Action item
Beginning with the opening line, restate the following material exactly, up through the line that contains "a_chunk[3] * b_chunk[3];".

--- START ---

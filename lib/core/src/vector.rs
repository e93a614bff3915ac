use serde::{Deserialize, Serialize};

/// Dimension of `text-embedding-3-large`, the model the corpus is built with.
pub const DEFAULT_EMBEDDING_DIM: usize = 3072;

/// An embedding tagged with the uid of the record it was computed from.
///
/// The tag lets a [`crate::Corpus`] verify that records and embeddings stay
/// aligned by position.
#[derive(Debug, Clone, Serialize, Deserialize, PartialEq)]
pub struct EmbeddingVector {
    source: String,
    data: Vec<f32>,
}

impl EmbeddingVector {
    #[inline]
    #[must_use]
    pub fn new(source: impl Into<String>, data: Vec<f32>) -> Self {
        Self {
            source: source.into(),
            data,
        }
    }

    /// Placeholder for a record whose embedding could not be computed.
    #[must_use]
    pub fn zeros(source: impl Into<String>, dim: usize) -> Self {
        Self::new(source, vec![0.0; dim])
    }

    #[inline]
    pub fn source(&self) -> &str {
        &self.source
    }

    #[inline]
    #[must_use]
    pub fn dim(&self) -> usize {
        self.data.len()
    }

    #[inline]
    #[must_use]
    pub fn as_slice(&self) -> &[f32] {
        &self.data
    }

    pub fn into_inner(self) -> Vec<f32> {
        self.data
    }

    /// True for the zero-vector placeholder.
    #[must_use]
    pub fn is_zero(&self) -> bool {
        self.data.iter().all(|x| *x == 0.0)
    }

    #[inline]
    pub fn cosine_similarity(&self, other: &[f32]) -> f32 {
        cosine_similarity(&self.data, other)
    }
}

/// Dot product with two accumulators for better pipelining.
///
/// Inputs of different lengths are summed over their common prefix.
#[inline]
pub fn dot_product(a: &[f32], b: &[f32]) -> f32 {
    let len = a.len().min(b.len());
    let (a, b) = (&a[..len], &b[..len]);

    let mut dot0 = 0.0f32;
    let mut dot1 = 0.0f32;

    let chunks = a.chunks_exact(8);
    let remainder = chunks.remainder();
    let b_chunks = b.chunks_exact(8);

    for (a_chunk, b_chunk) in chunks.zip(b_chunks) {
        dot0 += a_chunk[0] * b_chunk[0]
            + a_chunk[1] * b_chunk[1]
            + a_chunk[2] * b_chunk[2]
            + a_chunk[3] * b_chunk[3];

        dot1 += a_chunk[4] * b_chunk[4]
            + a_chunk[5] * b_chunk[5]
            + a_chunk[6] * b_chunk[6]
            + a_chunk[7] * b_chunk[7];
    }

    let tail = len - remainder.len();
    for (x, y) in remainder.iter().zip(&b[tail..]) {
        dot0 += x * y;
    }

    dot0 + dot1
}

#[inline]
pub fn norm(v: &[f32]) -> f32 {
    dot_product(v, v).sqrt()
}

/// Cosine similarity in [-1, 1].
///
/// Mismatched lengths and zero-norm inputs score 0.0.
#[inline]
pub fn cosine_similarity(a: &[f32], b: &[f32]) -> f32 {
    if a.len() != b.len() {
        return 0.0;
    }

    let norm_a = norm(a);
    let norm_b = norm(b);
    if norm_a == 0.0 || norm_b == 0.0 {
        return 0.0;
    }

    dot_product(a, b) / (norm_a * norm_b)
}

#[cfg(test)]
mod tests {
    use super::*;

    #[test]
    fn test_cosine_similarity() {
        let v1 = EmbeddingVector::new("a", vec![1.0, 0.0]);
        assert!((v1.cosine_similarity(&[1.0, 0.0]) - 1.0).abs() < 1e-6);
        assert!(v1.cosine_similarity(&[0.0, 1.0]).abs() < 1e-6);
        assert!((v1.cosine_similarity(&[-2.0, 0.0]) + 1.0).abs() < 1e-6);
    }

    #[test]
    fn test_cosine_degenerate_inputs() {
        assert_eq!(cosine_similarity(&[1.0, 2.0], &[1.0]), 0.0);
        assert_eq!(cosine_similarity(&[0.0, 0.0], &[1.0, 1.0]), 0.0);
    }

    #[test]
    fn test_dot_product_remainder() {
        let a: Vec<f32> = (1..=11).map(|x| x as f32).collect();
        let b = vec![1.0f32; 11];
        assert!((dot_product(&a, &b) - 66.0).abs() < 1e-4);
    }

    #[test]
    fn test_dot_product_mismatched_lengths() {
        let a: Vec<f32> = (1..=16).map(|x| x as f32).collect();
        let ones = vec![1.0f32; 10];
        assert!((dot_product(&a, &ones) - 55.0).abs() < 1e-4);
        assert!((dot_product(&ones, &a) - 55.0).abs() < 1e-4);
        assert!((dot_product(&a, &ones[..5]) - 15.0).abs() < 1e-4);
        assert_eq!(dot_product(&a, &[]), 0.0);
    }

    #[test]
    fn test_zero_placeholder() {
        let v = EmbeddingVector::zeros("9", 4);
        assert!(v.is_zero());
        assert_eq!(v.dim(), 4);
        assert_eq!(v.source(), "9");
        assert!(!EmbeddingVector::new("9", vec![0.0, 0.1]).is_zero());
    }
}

--- END ---

Written solution
filename lib/core/src/vector.rs
repository e93a614bff3915ac
use serde::{Deserialize, Serialize};

/// Dimension of `text-embedding-3-large`, the model the corpus is built with.
pub const DEFAULT_EMBEDDING_DIM: usize = 3072;

/// An embedding tagged with the uid of the record it was computed from.
///
/// The tag lets a [`crate::Corpus`] verify that records and embeddings stay
/// aligned by position.
#[derive(Debug, Clone, Serialize, Deserialize, PartialEq)]
pub struct EmbeddingVector {
    source: String,
    data: Vec<f32>,
}

impl EmbeddingVector {
    #[inline]
    #[must_use]
    pub fn new(source: impl Into<String>, data: Vec<f32>) -> Self {
        Self {
            source: source.into(),
            data,
        }
    }

    /// Placeholder for a record whose embedding could not be computed.
    #[must_use]
    pub fn zeros(source: impl Into<String>, dim: usize) -> Self {
        Self::new(source, vec![0.0; dim])
    }

    #[inline]
    pub fn source(&self) -> &str {
        &self.source
    }

    #[inline]
    #[must_use]
    pub fn dim(&self) -> usize {
        self.data.len()
    }

    #[inline]
    #[must_use]
    pub fn as_slice(&self) -> &[f32] {
        &self.data
    }

    pub fn into_inner(self) -> Vec<f32> {
        self.data
    }

    /// True for the zero-vector placeholder.
    #[must_use]
    pub fn is_zero(&self) -> bool {
        self.data.iter().all(|x| *x == 0.0)
    }

    #[inline]
    pub fn cosine_similarity(&self, other: &[f32]) -> f32 {
        cosine_similarity(&self.data, other)
    }
}

/// Dot product with two accumulators for better pipelining.
///
/// Inputs of different lengths are summed over their common prefix.
#[inline]
pub fn dot_product(a: &[f32], b: &[f32]) -> f32 {
    let len = a.len().min(b.len());
    let (a, b) = (&a[..len], &b[..len]);

    let mut dot0 = 0.0f32;
    let mut dot1 = 0.0f32;

    let chunks = a.chunks_exact(8);
    let remainder = chunks.remainder();
    let b_chunks = b.chunks_exact(8);

    for (a_chunk, b_chunk) in chunks.zip(b_chunks) {
        dot0 += a_chunk[0] * b_chunk[0]
            + a_chunk[1] * b_chunk[1]
            + a_chunk[2] * b_chunk[2]
            + a_chunk[3] * b_chunk[3];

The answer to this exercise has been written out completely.